# YOUR TASK:
Find all the lines in the entries below that hold the word "false" and copy them.
[Opening THE INPUT section]
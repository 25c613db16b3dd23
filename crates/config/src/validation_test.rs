//! Tests for configuration validation

use crate::{Config, ConfigError};
use std::str::FromStr;

const SINKS: &str = r#"
[sinks.store]
url = "memory://"
"#;

fn parse(extra: &str) -> crate::Result<Config> {
    Config::from_str(&format!("{SINKS}\n{extra}"))
}

#[test]
fn test_valid_minimal_config() {
    let config = parse(
        r#"
[pipelines.cpu]
sources = ["cpu"]
sinks = ["store"]
"#,
    );
    assert!(config.is_ok());
}

#[test]
fn test_pipeline_unknown_sink() {
    let err = parse(
        r#"
[pipelines.cpu]
sources = ["cpu"]
sinks = ["store", "nowhere"]
"#,
    )
    .unwrap_err();
    assert!(matches!(err, ConfigError::UnknownSink { ref sink, .. } if sink == "nowhere"));
}

#[test]
fn test_pipeline_disabled_sink() {
    let err = Config::from_str(
        r#"
[sinks.off]
url = "null://"
enabled = false

[pipelines.cpu]
sources = ["cpu"]
sinks = ["off"]
"#,
    )
    .unwrap_err();
    assert!(err.to_string().contains("disabled"));
}

#[test]
fn test_pipeline_without_sources() {
    let err = parse(
        r#"
[pipelines.cpu]
sinks = ["store"]
"#,
    )
    .unwrap_err();
    assert!(matches!(err, ConfigError::MissingField { field: "sources", .. }));
}

#[test]
fn test_pipeline_without_sinks() {
    let err = parse(
        r#"
[pipelines.cpu]
sources = ["cpu"]
"#,
    )
    .unwrap_err();
    assert!(matches!(err, ConfigError::MissingField { field: "sinks", .. }));
}

#[test]
fn test_unknown_transformer_type() {
    let err = parse(
        r#"
[pipelines.cpu]
sources = ["cpu"]
sinks = ["store"]

[[pipelines.cpu.transformers]]
type = "magic"
"#,
    )
    .unwrap_err();
    assert!(err.to_string().contains("unknown transformer type 'magic'"));
}

#[test]
fn test_event_pipeline_rejects_transformers() {
    let err = parse(
        r#"
[pipelines.events]
kind = "event"
sources = ["*"]
sinks = ["store"]

[[pipelines.events.transformers]]
type = "noop"
"#,
    )
    .unwrap_err();
    assert!(err.to_string().contains("event pipelines"));
}

#[test]
fn test_sink_missing_url() {
    let err = Config::from_str("[sinks.x]\nqueue_size = 3").unwrap_err();
    assert!(matches!(err, ConfigError::MissingField { field: "url", .. }));
}

#[test]
fn test_sink_unknown_scheme() {
    let err = Config::from_str("[sinks.x]\nurl = \"kafka://broker\"").unwrap_err();
    assert!(err.to_string().contains("unknown scheme 'kafka'"));
}

#[test]
fn test_sink_zero_queue() {
    let err = Config::from_str("[sinks.x]\nurl = \"null://\"\nqueue_size = 0").unwrap_err();
    assert!(matches!(err, ConfigError::InvalidValue { field: "queue_size", .. }));
}

#[test]
fn test_sink_zero_retries() {
    let err = Config::from_str("[sinks.x]\nurl = \"null://\"\nmax_retries = 0").unwrap_err();
    assert!(matches!(err, ConfigError::InvalidValue { field: "max_retries", .. }));
}

#[test]
fn test_sink_unrecognized_policy_rejected_at_load() {
    let err = Config::from_str(
        r#"
[sinks.x]
url = "null://"
overflow_policy = "block"
"#,
    )
    .unwrap_err();
    assert!(matches!(err, ConfigError::InvalidValue { field: "overflow_policy", .. }));
}

#[test]
fn test_sink_unrecognized_policy_with_fallback_loads() {
    let config = Config::from_str(
        r#"
[sinks.x]
url = "null://"
overflow_policy = "block"
policy_fallback = "drop-oldest"
"#,
    );
    assert!(config.is_ok());
}

#[test]
fn test_disabled_sink_skips_validation() {
    let config = Config::from_str("[sinks.x]\nurl = \"\"\nenabled = false");
    assert!(config.is_ok());
}

#[test]
fn test_duplicate_pollster_names() {
    let err = Config::from_str(
        r#"
[[polling.pollsters]]
name = "a"
type = "engine"

[[polling.pollsters]]
name = "a"
type = "engine"
"#,
    )
    .unwrap_err();
    assert!(matches!(err, ConfigError::DuplicateName { component: "pollster", .. }));
}

#[test]
fn test_zero_failure_threshold() {
    let err = Config::from_str("[polling]\nfailure_threshold = 0").unwrap_err();
    assert!(err.to_string().contains("failure_threshold"));
}

#[test]
fn test_notification_listener_requires_secret() {
    let err = Config::from_str("[listeners.notification]\nport = 4953").unwrap_err();
    assert!(matches!(err, ConfigError::MissingField { field: "secret", .. }));

    let ok = Config::from_str("[listeners.notification]\nsecret = \"s\"");
    assert!(ok.is_ok());
}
[Closing THE INPUT section]
# FINAL ANSWER:
enabled = false
    let config = Config::from_str("[sinks.x]\nurl = \"\"\nenabled = false");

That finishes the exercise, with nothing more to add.